Re: [PATCH] lib/vsprintf: add %pT[C012] format specifier

From: Tetsuo Handa
Date: Sun Dec 29 2013 - 07:14:24 EST


Tetsuo Handa wrote:
> Joe Perches wrote:
> > On Sat, 2013-12-28 at 12:08 -0800, Andrew Morton wrote:
> > > On Sat, 28 Dec 2013 11:53:25 -0800 Joe Perches <joe@xxxxxxxxxxx> wrote:
> > >
> > > > > > #define PRINTK_PID "\002"
> > > > > > #define PRINTK_TASK_ID "\003" /* "comm:pid" */
> >
> > > > > >
> > > > > > printk(PRINTK_TASK_ID ": hair on fire\n");
> > > > > >
> > > > > > It's certainly compact. I doubt if there's any existing code which
> > > > > > deliberately prints control chars?
>
> What about using bytes from \x7F to \xFF ?

Here is a draft patch. With this approach, we can embed whatever variables
vsnprintf() can access (not only current thread's attributes seen from init and
current namespace but also other variables like current time) into the format
string without passing corresponding argument.

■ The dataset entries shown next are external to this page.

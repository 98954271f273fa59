use std::io;

use async_trait::async_trait;
use parking_lot::Mutex;
use tokio::io::DuplexStream;

use crate::link::{Connector, FramedTransport};

const MEMORY_BUFFER: usize = 256 * 1024;

/// In-process connector backed by tokio duplex pipes. Each end can be dialed
/// and accepted exactly once.
pub struct MemoryConnector {
    label: String,
    dial: Mutex<Option<DuplexStream>>,
    accept: Mutex<Option<DuplexStream>>,
}

pub type MemoryTransport = FramedTransport<MemoryConnector>;

#[async_trait]
impl Connector for MemoryConnector {
    type Stream = DuplexStream;

    async fn dial(&self) -> io::Result<DuplexStream> {
        self.dial
            .lock()
            .take()
            .ok_or_else(|| io::Error::new(io::ErrorKind::NotConnected, "memory lane already dialed"))
    }

    async fn accept(&self) -> io::Result<DuplexStream> {
        self.accept.lock().take().ok_or_else(|| {
            io::Error::new(io::ErrorKind::NotConnected, "memory lane already accepted")
        })
    }

    fn describe(&self) -> String {
        format!("memory:{}", self.label)
    }
}

/// Build two transports wired to each other, both using `token`.
pub fn pair(token: &str) -> (MemoryTransport, MemoryTransport) {
    pair_with_tokens(token, token)
}

/// Like [`pair`], but lets each side present its own token.
pub fn pair_with_tokens(left_token: &str, right_token: &str) -> (MemoryTransport, MemoryTransport) {
    let (left_dial, right_accept) = tokio::io::duplex(MEMORY_BUFFER);
    let (right_dial, left_accept) = tokio::io::duplex(MEMORY_BUFFER);
    let left = MemoryConnector {
        label: "left".into(),
        dial: Mutex::new(Some(left_dial)),
        accept: Mutex::new(Some(left_accept)),
    };
    let right = MemoryConnector {
        label: "right".into(),
        dial: Mutex::new(Some(right_dial)),
        accept: Mutex::new(Some(right_accept)),
    };
    (
        FramedTransport::new(left, left_token),
        FramedTransport::new(right, right_token),
    )
}

#[cfg(test)]
mod tests {
    use std::sync::atomic::{AtomicUsize, Ordering};
    use std::sync::Arc;

    use bytes::Bytes;
    use futures::stream::{self, StreamExt};
    use lockstep_proto::{
        AnyMessage, LoadDataBlockRequest, LoadDataBlockResponse, Payload, TransmitRequest,
        TransmitResponse,
    };
    use test_timeout::timeout_test;

    use super::*;
    use crate::frame::MAX_FRAME_LEN;
    use crate::{InboundService, Transport, TransportError, TransportEvent};

    #[derive(Default)]
    struct Recorder {
        transmits: parking_lot::Mutex<Vec<TransmitRequest>>,
        blocks: AtomicUsize,
    }

    impl InboundService for Recorder {
        fn transmit(&self, request: TransmitRequest) -> TransmitResponse {
            self.transmits.lock().push(request);
            TransmitResponse::success()
        }

        fn load_data_block(&self, request: LoadDataBlockRequest) -> LoadDataBlockResponse {
            self.blocks.fetch_add(1, Ordering::SeqCst);
            LoadDataBlockResponse::from_outcome(request.block_id.starts_with("ok"))
        }
    }

    async fn connected_pair() -> (MemoryTransport, MemoryTransport, Arc<Recorder>, Arc<Recorder>) {
        let (left, right) = pair("job-0");
        let left_service = Arc::new(Recorder::default());
        let right_service = Arc::new(Recorder::default());
        left.serve(left_service.clone());
        right.serve(right_service.clone());
        let (a, b) = tokio::join!(left.connect(), right.connect());
        a.expect("left connect");
        b.expect("right connect");
        (left, right, left_service, right_service)
    }

    #[timeout_test(10)]
    async fn transmit_stream_is_delivered_in_order_and_acked() {
        let (left, _right, _, right_service) = connected_pair().await;
        let requests = vec![
            TransmitRequest::start(0),
            TransmitRequest::commit(0),
            TransmitRequest::start(1),
        ];
        let acked = left
            .stream_transmit(stream::iter(requests.clone()).boxed())
            .await
            .expect("stream");
        assert_eq!(acked, 3);
        assert_eq!(*right_service.transmits.lock(), requests);
        assert!(left.connected_at().is_some());
    }

    #[timeout_test(10)]
    async fn data_block_request_round_trips() {
        let (left, right, _, right_service) = connected_pair().await;
        let ok = left
            .load_data_block(LoadDataBlockRequest {
                count: 1,
                block_id: "ok-17".into(),
            })
            .await
            .expect("load");
        assert!(ok.is_success());
        let rejected = right
            .load_data_block(LoadDataBlockRequest {
                count: 1,
                block_id: "missing".into(),
            })
            .await
            .expect("load");
        assert!(!rejected.is_success());
        assert_eq!(right_service.blocks.load(Ordering::SeqCst), 1);
    }

    #[timeout_test(10)]
    async fn graceful_close_reports_peer_closed_once() {
        let (left, right, _, _) = connected_pair().await;
        let mut events = right.subscribe();
        left.close().await.expect("close");
        assert!(left.closed_at().is_some());
        assert_eq!(events.recv().await.expect("event"), TransportEvent::PeerClosed);
        right.close().await.expect("close");
        assert!(events.try_recv().is_err());
    }

    #[timeout_test(10)]
    async fn severed_peer_is_reported_as_error() {
        let (left, right, _, _) = connected_pair().await;
        let mut events = right.subscribe();
        left.sever();
        match events.recv().await.expect("event") {
            TransportEvent::Error(TransportError::ConnectionLost(_)) => {}
            other => panic!("unexpected event {other:?}"),
        }
    }

    #[timeout_test(20)]
    async fn unwritable_frame_fails_the_link_on_both_sides() {
        let (left, right, _, right_service) = connected_pair().await;
        let mut left_events = left.subscribe();
        let mut right_events = right.subscribe();
        let huge = TransmitRequest::data(
            0,
            "blob",
            Payload::Any(AnyMessage {
                type_url: "test/Blob".into(),
                value: Bytes::from(vec![0u8; MAX_FRAME_LEN + 1]),
            }),
        );
        assert!(matches!(
            left.check_transmit(&huge),
            Err(TransportError::FrameTooLarge(_))
        ));
        assert!(left.check_transmit(&TransmitRequest::start(0)).is_ok());

        left.stream_transmit(stream::iter(vec![huge]).boxed())
            .await
            .expect_err("never acknowledged");
        match left_events.recv().await.expect("event") {
            TransportEvent::Error(TransportError::FrameTooLarge(_)) => {}
            other => panic!("unexpected event {other:?}"),
        }
        match right_events.recv().await.expect("event") {
            TransportEvent::Error(TransportError::ConnectionLost(_)) => {}
            other => panic!("unexpected event {other:?}"),
        }
        assert!(right_service.transmits.lock().is_empty());
    }

    #[timeout_test(10)]
    async fn mismatched_token_fails_to_connect() {
        let (left, right) = pair_with_tokens("job-0", "job-1");
        let (a, b) = tokio::join!(left.connect(), right.connect());
        assert!(a.is_err());
        assert!(b.is_err());
    }
}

Is this approach acceptable? (Of course, I'll add lines like

#define PRINT_FORMAT "\x7F"
#define PRINT_TASK_COMM "\x80"
#define PRINT_TASK_PID "\x81"

for final version.) What variables (e.g. current->comm, current->pid,
task_tgid_vnr(current)) do we want to pass using builtin tokens?
----------
>From 1d891b935efeab46cb1947d72659187c8e47c93c Mon Sep 17 00:00:00 2001
From: Tetsuo Handa <penguin-kernel@xxxxxxxxxxxxxxxxxxx>
Date: Sun, 29 Dec 2013 20:58:50 +0900
Subject: [PATCH] lib/vsprintf: support builtin tokens

The vast majority of ->comm accesses are accessing current->comm, for
debug reasons. I'm counting 350-odd sites. At all these sites it's
pointless passing `current' to the printk function at all!

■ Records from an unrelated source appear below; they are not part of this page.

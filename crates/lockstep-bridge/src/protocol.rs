//! Validation of the peer's Start/Data/Commit stream against the local and
//! peer watermarks.
//!
//! Resent or stale messages are dropped with a warning and never surface to
//! callers; the acknowledgement returned to the transport is always success.

use lockstep_proto::{
    CommitMessage, DataMessage, LoadDataBlockRequest, LoadDataBlockResponse, StartMessage,
    TransmitRequest, TransmitResponse,
};
use lockstep_transport::InboundService;
use tracing::{debug, error, info, warn};

use crate::metrics::BridgeMetrics;
use crate::session::Session;
use crate::state::BridgeState;

/// What the state machine did with one inbound message.
#[derive(Debug, Clone, Copy, PartialEq, Eq)]
pub enum Disposition {
    /// State changed; waiters should re-check.
    Accepted,
    /// Stale or duplicate, ignored.
    Dropped,
    /// Inconsistent with our view of the peer. Logged, ignored.
    Anomaly,
}

impl BridgeState {
    pub(crate) fn apply(&mut self, request: TransmitRequest) -> Disposition {
        match request {
            TransmitRequest::Start(msg) => self.apply_start(msg),
            TransmitRequest::Data(msg) => self.apply_data(msg),
            TransmitRequest::Commit(msg) => self.apply_commit(msg),
        }
    }

    fn apply_start(&mut self, msg: StartMessage) -> Disposition {
        let iter_id = msg.iter_id;
        if let Some(committed) = self.peer_commit_iter_id.filter(|c| iter_id <= *c) {
            warn!(
                target = "bridge.protocol",
                iter_id,
                peer_commit_iter_id = committed,
                "received peer start for committed iteration, maybe caused by resend"
            );
            return Disposition::Dropped;
        }
        if let Some(open) = self.peer_start_iter_id.filter(|s| iter_id <= *s) {
            warn!(
                target = "bridge.protocol",
                iter_id,
                peer_start_iter_id = open,
                "received repeated peer start, maybe caused by resend"
            );
            return Disposition::Dropped;
        }
        debug!(target = "bridge.protocol", iter_id, "received peer start");
        self.peer_start_iter_id = Some(iter_id);
        Disposition::Accepted
    }

    fn apply_data(&mut self, msg: DataMessage) -> Disposition {
        let DataMessage {
            iter_id,
            name,
            payload,
        } = msg;
        let Some(open) = self.peer_start_iter_id else {
            warn!(
                target = "bridge.protocol",
                iter_id,
                name = %name,
                "received data without start, maybe caused by resend"
            );
            return Disposition::Dropped;
        };
        if open != iter_id {
            warn!(
                target = "bridge.protocol",
                iter_id,
                name = %name,
                peer_start_iter_id = open,
                "received data not matching peer start, maybe caused by resend"
            );
            return Disposition::Dropped;
        }
        let watermark = self.consumption_watermark();
        if iter_id < watermark {
            debug!(
                target = "bridge.protocol",
                iter_id,
                name = %name,
                current_iter_id = ?self.current_iter_id,
                next_iter_id = self.next_iter_id,
                "received data already passed by our commit"
            );
            return Disposition::Dropped;
        }
        debug!(
            target = "bridge.protocol",
            iter_id,
            name = %name,
            kind = payload.kind(),
            bytes = payload.byte_len(),
            "received data"
        );
        self.received.insert(iter_id, name, payload);
        Disposition::Accepted
    }

    fn apply_commit(&mut self, msg: CommitMessage) -> Disposition {
        let iter_id = msg.iter_id;
        if let Some(committed) = self.peer_commit_iter_id.filter(|c| iter_id <= *c) {
            warn!(
                target = "bridge.protocol",
                iter_id,
                peer_commit_iter_id = committed,
                "received repeated peer commit, maybe caused by resend"
            );
            return Disposition::Dropped;
        }
        match self.peer_start_iter_id {
            None => {
                error!(target = "bridge.protocol", iter_id, "received peer commit without start");
                Disposition::Anomaly
            }
            Some(open) if open != iter_id => {
                error!(
                    target = "bridge.protocol",
                    iter_id,
                    peer_start_iter_id = open,
                    "received peer commit not matching start"
                );
                Disposition::Anomaly
            }
            Some(_) => {
                debug!(target = "bridge.protocol", iter_id, "received peer commit");
                self.peer_start_iter_id = None;
                self.peer_commit_iter_id = Some(iter_id);
                Disposition::Accepted
            }
        }
    }
}

impl InboundService for Session {
    fn transmit(&self, request: TransmitRequest) -> TransmitResponse {
        let disposition = self.state.lock().apply(request);
        let metrics = &self.metrics;
        match disposition {
            Disposition::Accepted => {
                BridgeMetrics::bump(&metrics.inbound_accepted);
                self.notify_all();
            }
            Disposition::Dropped => BridgeMetrics::bump(&metrics.inbound_dropped),
            Disposition::Anomaly => BridgeMetrics::bump(&metrics.protocol_anomalies),
        }
        TransmitResponse::success()
    }

    fn load_data_block(&self, request: LoadDataBlockRequest) -> LoadDataBlockResponse {
        let Some(handler) = self.data_block_handler.get() else {
            error!(
                target = "bridge.data_block",
                block_id = %request.block_id,
                "received data block request but no handler registered"
            );
            return LoadDataBlockResponse::from_outcome(false);
        };
        let loaded = handler(&request);
        if loaded {
            info!(target = "bridge.data_block", block_id = %request.block_id, "succeeded to load data block");
        } else {
            info!(target = "bridge.data_block", block_id = %request.block_id, "failed to load data block");
        }
        LoadDataBlockResponse::from_outcome(loaded)
    }
}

This patch introduces a set of vsprintf tokens for embedding globally visible
arguments into the format string, so that we can reduce text size a bit (and
in the future make reading of task_struct->comm consistent) by stop generating
the code to pass an argument which the callee already has access to, with an
assumption that we can avoid using bytes >= 0x7F within the format string.

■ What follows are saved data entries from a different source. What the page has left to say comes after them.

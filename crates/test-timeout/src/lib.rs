//! `#[timeout_test]`: run a test on its own thread and fail it if it does not
//! finish within the budget. Async tests get a multi-threaded Tokio runtime
//! so blocking waits in the code under test cannot starve the test body.
//!
//! ```ignore
//! #[timeout_test(10)]
//! async fn finishes_quickly() { /* ... */ }
//!
//! #[timeout_test(secs = 30, workers = 4)]
//! async fn heavier() { /* ... */ }
//! ```

use proc_macro::TokenStream;
use proc_macro2::Span;
use quote::quote;
use syn::{meta, parse_macro_input, Attribute, ItemFn, LitInt};

const DEFAULT_SECS: u64 = 60;
const DEFAULT_WORKERS: usize = 2;

struct Budget {
    secs: u64,
    workers: usize,
}

impl Budget {
    fn parse(attr: TokenStream) -> syn::Result<Self> {
        let mut budget = Budget {
            secs: DEFAULT_SECS,
            workers: DEFAULT_WORKERS,
        };
        if attr.is_empty() {
            return Ok(budget);
        }
        if let Ok(lit) = syn::parse::<LitInt>(attr.clone()) {
            budget.secs = lit.base10_parse()?;
        } else {
            let parser = meta::parser(|meta| {
                if meta.path.is_ident("secs") {
                    budget.secs = meta.value()?.parse::<LitInt>()?.base10_parse()?;
                    Ok(())
                } else if meta.path.is_ident("workers") {
                    budget.workers = meta.value()?.parse::<LitInt>()?.base10_parse()?;
                    Ok(())
                } else {
                    Err(meta.error("expected `secs` or `workers`"))
                }
            });
            syn::parse::Parser::parse(parser, attr)?;
        }
        if budget.secs == 0 {
            return Err(syn::Error::new(Span::call_site(), "timeout must be greater than zero"));
        }
        if budget.workers == 0 {
            return Err(syn::Error::new(Span::call_site(), "workers must be greater than zero"));
        }
        Ok(budget)
    }
}

#[proc_macro_attribute]
pub fn timeout_test(attr: TokenStream, item: TokenStream) -> TokenStream {
    let budget = match Budget::parse(attr) {
        Ok(budget) => budget,
        Err(err) => return err.to_compile_error().into(),
    };
    let ItemFn {
        attrs,
        vis,
        mut sig,
        block,
    } = parse_macro_input!(item as ItemFn);

    let attrs: Vec<Attribute> = attrs.into_iter().filter(|attr| !is_test_marker(attr)).collect();
    let secs = budget.secs;
    let workers = budget.workers;

    let body = if sig.asyncness.take().is_some() {
        quote! {
            let runtime = tokio::runtime::Builder::new_multi_thread()
                .worker_threads(#workers)
                .enable_all()
                .build()
                .expect("failed to build Tokio runtime");
            runtime.block_on(async {
                tokio::time::timeout(budget, async move #block)
                    .await
                    .expect("test timed out");
            });
        }
    } else {
        quote! { #block }
    };

    TokenStream::from(quote! {
        #[test]
        #(#attrs)*
        #vis #sig {
            let budget = std::time::Duration::from_secs(#secs);
            let (done_tx, done_rx) = std::sync::mpsc::channel();
            std::thread::spawn(move || {
                let outcome = std::panic::catch_unwind(std::panic::AssertUnwindSafe(|| { #body }));
                let _ = done_tx.send(outcome);
            });
            match done_rx.recv_timeout(budget) {
                Ok(Ok(_)) => {}
                Ok(Err(payload)) => std::panic::resume_unwind(payload),
                Err(std::sync::mpsc::RecvTimeoutError::Timeout) => {
                    panic!("test exceeded {} seconds", #secs)
                }
                Err(std::sync::mpsc::RecvTimeoutError::Disconnected) => {
                    panic!("test thread exited without reporting")
                }
            }
        }
    })
}

/// `#[test]` and `#[tokio::test]` are replaced by the generated wrapper.
fn is_test_marker(attr: &Attribute) -> bool {
    let segments: Vec<String> = attr
        .path()
        .segments
        .iter()
        .map(|segment| segment.ident.to_string())
        .collect();
    matches!(
        segments.iter().map(String::as_str).collect::<Vec<_>>().as_slice(),
        ["test"] | ["tokio", "test"]
    )
}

Some examples for converting direct ->comm users are shown below.

pr_info("comm=%s\n", current->comm); => pr_info("comm=\x80\n");
pr_info("pid=%d\n", current->pid); => pr_info("pid=\x81\n");
pr_info("%s(%d)\n", current->comm, current->pid); => pr_info("\x80(\x81)\n");
pr_info("[%-6.6s]\n", current->comm); => pr_info("\x7F-6.6\x80\n");

Since this patch does not use get_task_comm(), you should not convert from
get_task_comm(current) to builtin tokens if you want constsistent reading.

Suggested-by: Andrew Morton <akpm@xxxxxxxxxxxxxxxxxxxx>
Signed-off-by: Tetsuo Handa <penguin-kernel@xxxxxxxxxxxxxxxxxxx>
---
lib/vsprintf.c | 76 ++++++++++++++++++++++++++++++++++++++++++++++++++++++-
1 files changed, 74 insertions(+), 2 deletions(-)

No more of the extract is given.